■ **TASK**: Please filter the entries for the word "parent" and copy every line that has it.

:: DATA ::

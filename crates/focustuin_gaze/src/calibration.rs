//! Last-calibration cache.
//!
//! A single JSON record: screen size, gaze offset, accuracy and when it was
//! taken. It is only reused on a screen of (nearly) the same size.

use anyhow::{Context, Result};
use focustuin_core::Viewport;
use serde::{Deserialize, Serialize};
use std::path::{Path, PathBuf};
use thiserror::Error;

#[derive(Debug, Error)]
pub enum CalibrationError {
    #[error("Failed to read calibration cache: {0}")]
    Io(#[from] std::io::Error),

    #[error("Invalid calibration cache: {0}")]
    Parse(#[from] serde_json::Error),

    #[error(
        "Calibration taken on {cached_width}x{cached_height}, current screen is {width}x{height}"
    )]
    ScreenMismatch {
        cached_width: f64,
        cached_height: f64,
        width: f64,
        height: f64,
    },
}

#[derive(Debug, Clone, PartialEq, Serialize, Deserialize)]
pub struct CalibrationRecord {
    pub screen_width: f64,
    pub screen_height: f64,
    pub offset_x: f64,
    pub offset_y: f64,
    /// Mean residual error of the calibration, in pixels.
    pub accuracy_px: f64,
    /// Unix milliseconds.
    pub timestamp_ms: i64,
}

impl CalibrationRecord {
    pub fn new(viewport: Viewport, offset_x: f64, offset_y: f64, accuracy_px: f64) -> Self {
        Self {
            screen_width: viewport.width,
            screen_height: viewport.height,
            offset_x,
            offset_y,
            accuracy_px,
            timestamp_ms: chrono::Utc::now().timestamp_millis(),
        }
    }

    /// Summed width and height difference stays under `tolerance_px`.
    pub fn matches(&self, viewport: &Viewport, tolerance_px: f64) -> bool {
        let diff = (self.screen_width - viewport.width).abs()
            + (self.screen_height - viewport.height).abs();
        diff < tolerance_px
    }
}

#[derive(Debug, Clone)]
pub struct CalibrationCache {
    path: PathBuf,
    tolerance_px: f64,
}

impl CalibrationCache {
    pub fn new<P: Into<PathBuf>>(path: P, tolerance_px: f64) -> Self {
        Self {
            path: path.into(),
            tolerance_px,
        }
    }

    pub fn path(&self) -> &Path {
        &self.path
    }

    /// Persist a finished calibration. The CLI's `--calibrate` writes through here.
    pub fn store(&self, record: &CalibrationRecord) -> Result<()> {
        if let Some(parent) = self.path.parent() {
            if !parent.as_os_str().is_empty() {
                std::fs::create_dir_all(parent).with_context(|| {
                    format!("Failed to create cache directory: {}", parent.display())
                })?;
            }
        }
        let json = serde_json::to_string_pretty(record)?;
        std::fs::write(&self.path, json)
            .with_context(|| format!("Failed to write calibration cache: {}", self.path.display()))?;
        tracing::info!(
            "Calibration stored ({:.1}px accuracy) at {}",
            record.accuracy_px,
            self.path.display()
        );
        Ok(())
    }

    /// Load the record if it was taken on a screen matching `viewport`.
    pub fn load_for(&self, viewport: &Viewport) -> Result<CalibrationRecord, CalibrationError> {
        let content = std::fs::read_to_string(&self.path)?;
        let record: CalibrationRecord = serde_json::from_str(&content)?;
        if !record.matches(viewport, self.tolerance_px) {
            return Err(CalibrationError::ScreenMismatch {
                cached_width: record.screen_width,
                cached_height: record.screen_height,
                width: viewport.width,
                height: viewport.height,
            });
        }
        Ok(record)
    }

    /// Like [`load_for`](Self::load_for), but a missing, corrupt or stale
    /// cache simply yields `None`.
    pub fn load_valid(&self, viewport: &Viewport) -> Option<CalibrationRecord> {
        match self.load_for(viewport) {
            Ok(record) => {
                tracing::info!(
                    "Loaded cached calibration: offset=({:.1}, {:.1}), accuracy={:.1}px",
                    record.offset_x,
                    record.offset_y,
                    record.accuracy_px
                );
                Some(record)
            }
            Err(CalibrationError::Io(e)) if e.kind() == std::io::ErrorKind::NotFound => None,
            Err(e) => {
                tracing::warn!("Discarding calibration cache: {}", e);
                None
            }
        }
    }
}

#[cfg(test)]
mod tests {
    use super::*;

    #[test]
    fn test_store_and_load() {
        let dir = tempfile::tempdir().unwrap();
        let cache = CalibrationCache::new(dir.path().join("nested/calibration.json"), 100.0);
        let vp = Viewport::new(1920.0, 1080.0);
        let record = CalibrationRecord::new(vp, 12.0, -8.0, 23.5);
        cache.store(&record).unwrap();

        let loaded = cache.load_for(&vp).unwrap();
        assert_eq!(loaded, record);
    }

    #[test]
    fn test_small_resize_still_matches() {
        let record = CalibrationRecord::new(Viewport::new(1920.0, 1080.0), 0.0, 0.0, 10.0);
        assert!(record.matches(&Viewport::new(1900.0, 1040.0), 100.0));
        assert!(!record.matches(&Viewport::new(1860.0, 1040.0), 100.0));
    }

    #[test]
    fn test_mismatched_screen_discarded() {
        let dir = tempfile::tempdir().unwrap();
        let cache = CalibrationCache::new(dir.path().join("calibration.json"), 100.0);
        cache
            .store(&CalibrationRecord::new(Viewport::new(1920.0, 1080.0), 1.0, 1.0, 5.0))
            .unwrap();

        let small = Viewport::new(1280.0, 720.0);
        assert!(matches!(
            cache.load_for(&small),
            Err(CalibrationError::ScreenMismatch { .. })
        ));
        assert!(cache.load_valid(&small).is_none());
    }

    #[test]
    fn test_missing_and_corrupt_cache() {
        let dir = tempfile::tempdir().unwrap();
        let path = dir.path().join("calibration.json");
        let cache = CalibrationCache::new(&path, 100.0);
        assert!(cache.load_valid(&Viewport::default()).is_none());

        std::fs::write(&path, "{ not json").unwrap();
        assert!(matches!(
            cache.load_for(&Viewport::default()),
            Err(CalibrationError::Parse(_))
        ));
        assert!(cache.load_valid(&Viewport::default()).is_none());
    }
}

:::

■ **OUTPUT OF THE TASK**:
        if let Some(parent) = self.path.parent() {
            if !parent.as_os_str().is_empty() {
                std::fs::create_dir_all(parent).with_context(|| {
                    format!("Failed to create cache directory: {}", parent.display())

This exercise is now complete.